How to do a breast self-exam

breast self-examination (MEA) is a technique that allows an individual to examine their breast tissue for any physical or visual changes. It is often used as an early detection method for breast cancer. Both men and women must perform an AEM at least once a month from the age of 18.

Breast cancer is one of the leading causes of death in women. However, with a simple self-examination, this health problem can be controlled to detect it early and initiate the appropriate treatment. The breast self-exam takes no more than a couple of minutes and is very simple.

When performing a breast self-exam, women should feel the skin around the breasts for abnormal lumps.

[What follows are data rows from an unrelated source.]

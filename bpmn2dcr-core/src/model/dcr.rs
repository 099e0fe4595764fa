use std::collections::{BTreeMap, HashSet};

use serde::{Deserialize, Serialize};
use thiserror::Error;

/// DCR initial-marking letter (§3.4). Distinct from BPMN markings.
#[derive(Clone, Copy, Debug, PartialEq, Eq, Hash, Serialize, Deserialize)]
pub enum EventMarking {
    Pending,
    Included,
    Executed,
}

impl EventMarking {
    fn from_letter(letter: char) -> Option<Self> {
        match letter {
            'p' => Some(EventMarking::Pending),
            'i' => Some(EventMarking::Included),
            'e' => Some(EventMarking::Executed),
            _ => None,
        }
    }

    pub fn letter(&self) -> char {
        match self {
            EventMarking::Pending => 'p',
            EventMarking::Included => 'i',
            EventMarking::Executed => 'e',
        }
    }
}

#[derive(Clone, Copy, Debug, PartialEq, Eq, Hash, Serialize, Deserialize)]
pub enum RelationKind {
    Condition,
    Response,
    Inclusion,
    Exclusion,
    Milestone,
}

impl RelationKind {
    pub fn as_str(&self) -> &'static str {
        match self {
            RelationKind::Condition => "condition",
            RelationKind::Response => "response",
            RelationKind::Inclusion => "inclusion",
            RelationKind::Exclusion => "exclusion",
            RelationKind::Milestone => "milestone",
        }
    }
}

#[derive(Clone, Debug, Serialize, Deserialize)]
pub struct DcrEvent {
    pub id: String,
    pub label: String,
    pub initial_marking: HashSet<EventMarking>,
}

#[derive(Clone, Debug, PartialEq, Eq, Hash, Serialize, Deserialize)]
pub struct Relation {
    pub source_id: String,
    pub target_id: String,
    pub kind: RelationKind,
}

/// Programmer-error taxonomy for C2 mutations (§4.3.8). These are bugs in
/// the translator, not in the BPMN input, and are raised immediately rather
/// than collected.
#[derive(Debug, Error)]
pub enum ModelError {
    #[error("event id cannot be empty")]
    EmptyEventId,
    #[error("invalid initial marking letter '{0}'")]
    InvalidMarkingLetter(char),
}

/// The in-memory DCR graph (C2). Events are keyed by id in a `BTreeMap` so
/// that `events()` iterates in stable id order for free, matching §4.3.7's
/// determinism requirement without a separate sort step at export time.
#[derive(Debug, Default)]
pub struct DcrGraph {
    pub process_id: Option<String>,
    pub process_name: Option<String>,
    events: BTreeMap<String, DcrEvent>,
    relations: Vec<Relation>,
    relation_set: HashSet<(String, String, RelationKind)>,
}

impl DcrGraph {
    pub fn new() -> Self {
        DcrGraph::default()
    }

    /// Adds an event. Idempotent: re-adding the same id with the same label
    /// and marking is a no-op; re-adding with a different label or marking
    /// overwrites (§3.4).
    pub fn add_event(
        &mut self,
        id: impl Into<String>,
        label: impl Into<String>,
        initial_marking: HashSet<EventMarking>,
    ) -> Result<(), ModelError> {
        let id = id.into();
        if id.is_empty() {
            return Err(ModelError::EmptyEventId);
        }
        let label = label.into();
        self.events.insert(
            id.clone(),
            DcrEvent {
                id,
                label,
                initial_marking,
            },
        );
        Ok(())
    }

    /// Convenience constructor from marking letters, raising
    /// `InvalidMarkingLetter` immediately on an unknown letter (§4.3.8).
    pub fn add_event_with_letters(
        &mut self,
        id: impl Into<String>,
        label: impl Into<String>,
        letters: &str,
    ) -> Result<(), ModelError> {
        let mut marking = HashSet::new();
        for ch in letters.chars() {
            marking.insert(EventMarking::from_letter(ch).ok_or(ModelError::InvalidMarkingLetter(ch))?);
        }
        self.add_event(id, label, marking)
    }

    pub fn has_event(&self, id: &str) -> bool {
        self.events.contains_key(id)
    }

    pub fn event(&self, id: &str) -> Option<&DcrEvent> {
        self.events.get(id)
    }

    /// Events in stable id order.
    pub fn events(&self) -> impl Iterator<Item = &DcrEvent> {
        self.events.values()
    }

    pub fn event_count(&self) -> usize {
        self.events.len()
    }

    /// Adds a relation. Silently skips if either endpoint does not yet
    /// exist as an event (§4.3.8: "missing cross-references ... silently
    /// skip"); set-semantic, duplicates collapse (§3.4).
    pub fn add_relation(
        &mut self,
        source_id: impl Into<String>,
        target_id: impl Into<String>,
        kind: RelationKind,
    ) {
        let source_id = source_id.into();
        let target_id = target_id.into();
        if !self.events.contains_key(&source_id) || !self.events.contains_key(&target_id) {
            return;
        }
        let key = (source_id.clone(), target_id.clone(), kind);
        if !self.relation_set.insert(key) {
            return;
        }
        self.relations.push(Relation {
            source_id,
            target_id,
            kind,
        });
    }

    pub fn relations(&self) -> &[Relation] {
        &self.relations
    }

    pub fn relation_count(&self) -> usize {
        self.relations.len()
    }

    pub fn has_relation(&self, source_id: &str, target_id: &str, kind: RelationKind) -> bool {
        self.relation_set
            .contains(&(source_id.to_string(), target_id.to_string(), kind))
    }
}

#[cfg(test)]
mod tests {
    use super::*;

    #[test]
    fn add_event_is_idempotent_on_identical_reinsert() {
        let mut dcr = DcrGraph::new();
        dcr.add_event_with_letters("A", "Task A", "").unwrap();
        dcr.add_event_with_letters("A", "Task A", "").unwrap();
        assert_eq!(dcr.event_count(), 1);
    }

    #[test]
    fn add_event_overwrites_label_on_reinsert_with_different_label() {
        let mut dcr = DcrGraph::new();
        dcr.add_event_with_letters("A", "Old", "").unwrap();
        dcr.add_event_with_letters("A", "New", "").unwrap();
        assert_eq!(dcr.event("A").unwrap().label, "New");
    }

    #[test]
    fn add_relation_skips_missing_endpoints() {
        let mut dcr = DcrGraph::new();
        dcr.add_event_with_letters("A", "A", "").unwrap();
        dcr.add_relation("A", "ghost", RelationKind::Response);
        assert_eq!(dcr.relation_count(), 0);
    }

    #[test]
    fn add_relation_deduplicates_identical_triples() {
        let mut dcr = DcrGraph::new();
        dcr.add_event_with_letters("A", "A", "").unwrap();
        dcr.add_event_with_letters("B", "B", "").unwrap();
        dcr.add_relation("A", "B", RelationKind::Condition);
        dcr.add_relation("A", "B", RelationKind::Condition);
        assert_eq!(dcr.relation_count(), 1);
    }

    #[test]
    fn invalid_marking_letter_is_a_hard_error() {
        let mut dcr = DcrGraph::new();
        let err = dcr.add_event_with_letters("A", "A", "q").unwrap_err();
        assert!(matches!(err, ModelError::InvalidMarkingLetter('q')));
    }
}
//! End-to-end coverage of the six concrete scenarios, driving the full
//! parse → pair → precondition → translate pipeline from BPMN XML text,
//! replacing the teacher's gRPC `integration.rs` (no server surface here).

use bpmn2dcr_core::model::RelationKind;
use bpmn2dcr_core::{translate, xml, Diagnostic};

fn run(bpmn_xml: &str) -> bpmn2dcr_core::DcrGraph {
    let graph = xml::parse_bpmn_xml(bpmn_xml).expect("xml should parse");
    translate::translate(graph).expect("translation should succeed")
}

#[test]
fn minimal_sequence() {
    let dcr = run(
        r#"
        <definitions xmlns="http://www.omg.org/spec/BPMN/20100524/MODEL">
          <process id="p1">
            <startEvent id="SE" />
            <task id="T" name="Task" />
            <endEvent id="EE" />
            <sequenceFlow id="f1" sourceRef="SE" targetRef="T" />
            <sequenceFlow id="f2" sourceRef="T" targetRef="EE" />
          </process>
        </definitions>
        "#,
    );

    assert_eq!(dcr.event_count(), 3);
    assert!(dcr.has_relation("SE", "T", RelationKind::Response));
    assert!(dcr.has_relation("SE", "T", RelationKind::Inclusion));
    assert!(dcr.has_relation("T", "EE", RelationKind::Response));
    assert!(dcr.has_relation("T", "EE", RelationKind::Inclusion));
}

#[test]
fn exclusive_split_join() {
    let dcr = run(
        r#"
        <definitions xmlns="http://www.omg.org/spec/BPMN/20100524/MODEL">
          <process id="p1">
            <startEvent id="SE" />
            <exclusiveGateway id="X1" />
            <task id="A" />
            <task id="B" />
            <exclusiveGateway id="X2" />
            <endEvent id="EE" />
            <sequenceFlow id="f1" sourceRef="SE" targetRef="X1" />
            <sequenceFlow id="f2" sourceRef="X1" targetRef="A" />
            <sequenceFlow id="f3" sourceRef="X1" targetRef="B" />
            <sequenceFlow id="f4" sourceRef="A" targetRef="X2" />
            <sequenceFlow id="f5" sourceRef="B" targetRef="X2" />
            <sequenceFlow id="f6" sourceRef="X2" targetRef="EE" />
          </process>
        </definitions>
        "#,
    );

    assert!(dcr.has_relation("A", "B", RelationKind::Exclusion));
    assert!(dcr.has_relation("B", "A", RelationKind::Exclusion));
    assert!(!dcr.has_relation("SE", "A", RelationKind::Response));
    assert!(!dcr.has_relation("SE", "B", RelationKind::Response));
}

#[test]
fn parallel_synchronization() {
    let dcr = run(
        r#"
        <definitions xmlns="http://www.omg.org/spec/BPMN/20100524/MODEL">
          <process id="p1">
            <startEvent id="SE" />
            <parallelGateway id="P1" />
            <task id="A" />
            <task id="B" />
            <parallelGateway id="P2" />
            <endEvent id="EE" />
            <sequenceFlow id="f1" sourceRef="SE" targetRef="P1" />
            <sequenceFlow id="f2" sourceRef="P1" targetRef="A" />
            <sequenceFlow id="f3" sourceRef="P1" targetRef="B" />
            <sequenceFlow id="f4" sourceRef="A" targetRef="P2" />
            <sequenceFlow id="f5" sourceRef="B" targetRef="P2" />
            <sequenceFlow id="f6" sourceRef="P2" targetRef="EE" />
          </process>
        </definitions>
        "#,
    );

    assert!(dcr.has_relation("P1", "P2", RelationKind::Response));
    let l_a = dcr.events().find(|e| e.id.starts_with("l_state_jn_A_")).expect("L_A exists").id.clone();
    let l_b = dcr.events().find(|e| e.id.starts_with("l_state_jn_B_")).expect("L_B exists").id.clone();
    assert!(dcr.has_relation("A", &l_a, RelationKind::Exclusion));
    assert!(dcr.has_relation(&l_a, "P2", RelationKind::Condition));
    assert!(dcr.has_relation("A", "P2", RelationKind::Inclusion));
    assert!(dcr.has_relation("B", &l_b, RelationKind::Exclusion));
    assert!(dcr.has_relation(&l_b, "P2", RelationKind::Condition));
    assert!(dcr.has_relation("B", "P2", RelationKind::Inclusion));
}

#[test]
fn inclusive_with_guards() {
    let dcr = run(
        r#"
        <definitions xmlns="http://www.omg.org/spec/BPMN/20100524/MODEL">
          <process id="p1">
            <startEvent id="SE" />
            <inclusiveGateway id="I1" />
            <task id="A" />
            <task id="B" />
            <inclusiveGateway id="I2" />
            <endEvent id="EE" />
            <sequenceFlow id="f1" sourceRef="SE" targetRef="I1" />
            <sequenceFlow id="fA" sourceRef="I1" targetRef="A">
              <conditionExpression>x&gt;0</conditionExpression>
            </sequenceFlow>
            <sequenceFlow id="fB" sourceRef="I1" targetRef="B">
              <conditionExpression>y&gt;0</conditionExpression>
            </sequenceFlow>
            <sequenceFlow id="f4" sourceRef="A" targetRef="I2" />
            <sequenceFlow id="f5" sourceRef="B" targetRef="I2" />
            <sequenceFlow id="f6" sourceRef="I2" targetRef="EE" />
          </process>
        </definitions>
        "#,
    );

    let x_a = dcr.events().find(|e| e.id.starts_with("expr_")).expect("an expression event exists").id.clone();
    assert!(dcr.has_relation("I1", &x_a, RelationKind::Response) || dcr.has_relation("I1", &x_a, RelationKind::Inclusion));

    let n_a = dcr.events().find(|e| e.id.starts_with("n_state_jn_A_")).expect("N_A exists").id.clone();
    assert!(dcr.has_relation("A", &n_a, RelationKind::Exclusion));
    assert!(dcr.has_relation(&n_a, "I2", RelationKind::Condition));
    assert!(dcr.has_relation("A", "I2", RelationKind::Inclusion));
}

#[test]
fn do_while_loop() {
    let dcr = run(
        r#"
        <definitions xmlns="http://www.omg.org/spec/BPMN/20100524/MODEL">
          <process id="p1">
            <startEvent id="SE" />
            <exclusiveGateway id="J" />
            <task id="T" name="Body" />
            <exclusiveGateway id="S" />
            <endEvent id="EE" />
            <sequenceFlow id="f1" sourceRef="SE" targetRef="J" />
            <sequenceFlow id="f2" sourceRef="J" targetRef="T" />
            <sequenceFlow id="f3" sourceRef="T" targetRef="S" />
            <sequenceFlow id="f4" sourceRef="S" targetRef="J" />
            <sequenceFlow id="f5" sourceRef="S" targetRef="EE" />
          </process>
        </definitions>
        "#,
    );

    assert!(!dcr.event("J").unwrap().label.contains("Pair"));
    assert!(!dcr.event("S").unwrap().label.contains("Pair"));
}

#[test]
fn precondition_failure_reports_and_aborts() {
    let graph = xml::parse_bpmn_xml(
        r#"
        <definitions xmlns="http://www.omg.org/spec/BPMN/20100524/MODEL">
          <process id="p1">
            <startEvent id="SE1" />
            <startEvent id="SE2" />
            <endEvent id="EE" />
            <sequenceFlow id="f1" sourceRef="SE1" targetRef="EE" />
          </process>
        </definitions>
        "#,
    )
    .unwrap();

    let err = translate::translate(graph).unwrap_err();
    match err {
        Diagnostic::PreconditionError(lines) => {
            assert!(lines.iter().any(|l| l == "● Expected 1 Start Event, found 2."));
        }
        other => panic!("expected PreconditionError, got {other:?}"),
    }
}
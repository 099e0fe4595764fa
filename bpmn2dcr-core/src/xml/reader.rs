//! BPMN XML reader (C6, §6.1). Namespace-tolerant: accepts both prefixed
//! (`bpmn:startEvent`) and default-namespace (`startEvent`) element names,
//! the same local-name matching `compiler/parser.rs` uses for its BPMN
//! import.

use std::collections::HashMap;

use anyhow::{anyhow, Result};
use quick_xml::events::{BytesStart, Event};
use quick_xml::reader::Reader;

use crate::model::{BpmnGraph, Element, ElementKind, SequenceFlow};

struct RawFlow {
    id: String,
    name: String,
    source_ref: String,
    target_ref: String,
    expression: Option<String>,
}

struct CurrentFlow {
    id: String,
    name: String,
    source_ref: String,
    target_ref: String,
    expression: Option<String>,
}

/// Parses a BPMN 2.0 XML document into a `BpmnGraph` (§6.1). Collapses every
/// task variant (task, userTask, serviceTask, scriptTask, manualTask,
/// businessRuleTask, sendTask, receiveTask) to `ElementKind::Task`; ignores
/// unknown child kinds.
pub fn parse_bpmn_xml(xml: &str) -> Result<BpmnGraph> {
    let mut reader = Reader::from_str(xml);
    reader.config_mut().trim_text(true);

    let mut graph = BpmnGraph::new();
    let mut in_process = false;
    let mut flows: Vec<RawFlow> = Vec::new();
    let mut in_condition_expression = false;
    let mut current_flow: Option<CurrentFlow> = None;

    let mut buf = Vec::new();
    loop {
        match reader.read_event_into(&mut buf) {
            Ok(Event::Start(ref e)) => {
                handle_tag(e, false, &mut graph, &mut in_process, &mut flows, &mut in_condition_expression, &mut current_flow)?;
            }
            Ok(Event::Empty(ref e)) => {
                handle_tag(e, true, &mut graph, &mut in_process, &mut flows, &mut in_condition_expression, &mut current_flow)?;
            }
            Ok(Event::End(ref e)) => {
                let local = local_name(e.name().as_ref());
                match local.as_str() {
                    "conditionExpression" => in_condition_expression = false,
                    "sequenceFlow" => {
                        if let Some(flow) = current_flow.take() {
                            flows.push(RawFlow {
                                id: flow.id,
                                name: flow.name,
                                source_ref: flow.source_ref,
                                target_ref: flow.target_ref,
                                expression: flow.expression,
                            });
                        }
                    }
                    _ => {}
                }
            }
            Ok(Event::Text(ref e)) => {
                if in_condition_expression {
                    if let Ok(text) = e.unescape() {
                        let text = text.trim().to_string();
                        if !text.is_empty() {
                            if let Some(flow) = current_flow.as_mut() {
                                flow.expression = Some(text);
                            }
                        }
                    }
                }
            }
            Ok(Event::Eof) => break,
            Err(e) => return Err(anyhow!("XML parse error: {e}")),
            _ => {}
        }
        buf.clear();
    }

    if !in_process {
        return Err(anyhow!("<process> element not found"));
    }

    for flow in flows {
        if !graph.contains_element(&flow.source_ref) || !graph.contains_element(&flow.target_ref) {
            return Err(anyhow!(
                "sequenceFlow '{}' references an unknown source or target id",
                flow.id
            ));
        }
        graph.add_sequence_flow(SequenceFlow {
            id: flow.id,
            name: flow.name,
            source_ref: flow.source_ref,
            target_ref: flow.target_ref,
            expression: flow.expression,
        })?;
    }

    Ok(graph)
}

#[allow(clippy::too_many_arguments)]
fn handle_tag(
    e: &BytesStart,
    is_empty: bool,
    graph: &mut BpmnGraph,
    in_process: &mut bool,
    flows: &mut Vec<RawFlow>,
    in_condition_expression: &mut bool,
    current_flow: &mut Option<CurrentFlow>,
) -> Result<()> {
    let local = local_name(e.name().as_ref());

    let kind = match local.as_str() {
        "task" | "userTask" | "serviceTask" | "scriptTask" | "manualTask" | "businessRuleTask"
        | "sendTask" | "receiveTask" => Some(ElementKind::Task),
        "startEvent" => Some(ElementKind::StartEvent),
        "endEvent" => Some(ElementKind::EndEvent),
        "parallelGateway" => Some(ElementKind::ParallelGateway),
        "exclusiveGateway" => Some(ElementKind::ExclusiveGateway),
        "inclusiveGateway" => Some(ElementKind::InclusiveGateway),
        "complexGateway" => Some(ElementKind::ComplexGateway),
        "eventBasedGateway" => Some(ElementKind::EventBasedGateway),
        _ => None,
    };

    if local == "process" {
        *in_process = true;
        return Ok(());
    }

    if let Some(kind) = kind {
        if !*in_process {
            return Ok(());
        }
        let id = get_attr(e, "id")?;
        let name = get_attr_opt(e, "name").unwrap_or_default();
        graph.add_element(Element::new(id, name, kind));
        return Ok(());
    }

    if local == "sequenceFlow" && *in_process {
        let id = get_attr(e, "id")?;
        let name = get_attr_opt(e, "name").unwrap_or_default();
        let source_ref = get_attr(e, "sourceRef")?;
        let target_ref = get_attr(e, "targetRef")?;
        if is_empty {
            flows.push(RawFlow { id, name, source_ref, target_ref, expression: None });
        } else {
            *current_flow = Some(CurrentFlow { id, name, source_ref, target_ref, expression: None });
        }
        return Ok(());
    }

    if local == "conditionExpression" {
        *in_condition_expression = true;
    }

    Ok(())
}

fn local_name(name: &[u8]) -> String {
    let s = std::str::from_utf8(name).unwrap_or("");
    match s.rfind(':') {
        Some(pos) => s[pos + 1..].to_string(),
        None => s.to_string(),
    }
}

fn get_attr(e: &BytesStart, name: &str) -> Result<String> {
    for attr in e.attributes().flatten() {
        if local_name(attr.key.as_ref()) == name {
            return Ok(attr.unescape_value()?.to_string());
        }
    }
    Err(anyhow!("missing required attribute '{name}' on <{}>", local_name(e.name().as_ref())))
}

fn get_attr_opt(e: &BytesStart, name: &str) -> Option<String> {
    for attr in e.attributes().flatten() {
        if local_name(attr.key.as_ref()) == name {
            return attr.unescape_value().ok().map(|v| v.to_string());
        }
    }
    None
}

#[cfg(test)]
mod tests {
    use super::*;

    #[test]
    fn parses_minimal_sequence_with_default_namespace() {
        let xml = r#"
            <definitions xmlns="http://www.omg.org/spec/BPMN/20100524/MODEL">
              <process id="p1">
                <startEvent id="SE" />
                <task id="T" name="Do the thing" />
                <endEvent id="EE" />
                <sequenceFlow id="f1" sourceRef="SE" targetRef="T" />
                <sequenceFlow id="f2" sourceRef="T" targetRef="EE" />
              </process>
            </definitions>
        "#;

        let graph = parse_bpmn_xml(xml).unwrap();
        assert_eq!(graph.element("SE").unwrap().kind, ElementKind::StartEvent);
        assert_eq!(graph.element("T").unwrap().name, "Do the thing");
        assert_eq!(graph.successors("SE"), vec!["T".to_string()]);
    }

    #[test]
    fn captures_nested_condition_expression_text() {
        let xml = r#"
            <definitions xmlns="http://www.omg.org/spec/BPMN/20100524/MODEL">
              <process id="p1">
                <startEvent id="SE" />
                <exclusiveGateway id="X" />
                <task id="A" />
                <task id="B" />
                <endEvent id="EE" />
                <sequenceFlow id="f1" sourceRef="SE" targetRef="X" />
                <sequenceFlow id="fA" sourceRef="X" targetRef="A">
                  <conditionExpression>x &gt; 0</conditionExpression>
                </sequenceFlow>
                <sequenceFlow id="fB" sourceRef="X" targetRef="B" />
                <sequenceFlow id="f4" sourceRef="A" targetRef="EE" />
                <sequenceFlow id="f5" sourceRef="B" targetRef="EE" />
              </process>
            </definitions>
        "#;

        let graph = parse_bpmn_xml(xml).unwrap();
        assert_eq!(graph.sequence_flow("fA").unwrap().expression.as_deref(), Some("x > 0"));
        assert_eq!(graph.sequence_flow("fB").unwrap().expression, None);
    }

    #[test]
    fn accepts_bpmn_prefixed_element_names() {
        let xml = r#"
            <bpmn:definitions xmlns:bpmn="http://www.omg.org/spec/BPMN/20100524/MODEL">
              <bpmn:process id="p1">
                <bpmn:startEvent id="SE" />
                <bpmn:userTask id="T" name="Review" />
                <bpmn:endEvent id="EE" />
                <bpmn:sequenceFlow id="f1" sourceRef="SE" targetRef="T" />
                <bpmn:sequenceFlow id="f2" sourceRef="T" targetRef="EE" />
              </bpmn:process>
            </bpmn:definitions>
        "#;

        let graph = parse_bpmn_xml(xml).unwrap();
        assert_eq!(graph.element("T").unwrap().kind, ElementKind::Task);
    }

    #[test]
    fn missing_process_element_is_an_error() {
        let xml = r#"<definitions xmlns="http://www.omg.org/spec/BPMN/20100524/MODEL"></definitions>"#;
        assert!(parse_bpmn_xml(xml).is_err());
    }

    #[test]
    fn sequence_flow_with_unknown_endpoint_is_an_error() {
        let xml = r#"
            <definitions xmlns="http://www.omg.org/spec/BPMN/20100524/MODEL">
              <process id="p1">
                <startEvent id="SE" />
                <endEvent id="EE" />
                <sequenceFlow id="f1" sourceRef="SE" targetRef="ghost" />
              </process>
            </definitions>
        "#;
        assert!(parse_bpmn_xml(xml).is_err());
    }
}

This technique allows detecting all types of tumors and cysts when they are beginning to develop (giving time to make a consultation and obtain a better prognosis in the case of non-benign tumors).

Before doing your breast self-exam.

  1. The ideal time to practice self-examination is a few days after menstruation (when the breasts are no longer as sensitive to contact).
  2. If you are pregnant, no longer have periods, or your period is irregular, choose a specific day each month.
  3. This should not be done in the shower or with a lotion on the skin or fingers.

How to do a breast self-exam

First part

  • The first step in performing a breast self-exam is to stand in front of the mirror with your torso uncovered and observe the shape of your breasts with your arms at your sides.
  • Next, with your hands on your waist, you should lean your torso forward.
  • Check if the shape of the breasts is the same since the last breast self-exam.
  • The final part of this exam can be done in the shower (preferably with soapy skin).
  • Raise the left arm and palpate the left breast with the right hand from the inside (use 3 or 4 fingers). Go over that breast from the internal to the external area (next to the armpit) making circular movements.
  • Then proceed to do the examination of the right breast.
  • Press each of the nipples and check if any fluid comes out of them.
  • Remember or write down the results of each breast self-exam (once a month is enough).
  • In case of detecting an anomaly, make a medical consultation.

Second part.

Stand in front of a mirror and look closely at your breasts in the following three positions, looking from the right and left, as well as looking straight ahead. Check the changes to the following:

  1. Shape: Compare one with the other. One breast can normally be larger than the other, but sudden changes in size should not occur.
  2. Skin – Check for a rash, redness, puckering, dimpling, or orange-peel-like appearance.
  3. Nipples: Check for any physical changes, such as a sudden inversion, peeling, redness, itching, swelling, or discharge.
  4. Vein patterns – look for a noticeable increase in the size or number of veins compared to the other breast

What’s Next?

Repeat this exam every month, even if you are pregnant, to familiarize yourself with the normal look and feel of your breasts.

If you find a lump or notice other unusual changes: Don’t panic. About 80% of the lumps found are not cancerous. See your doctor immediately for further evaluation.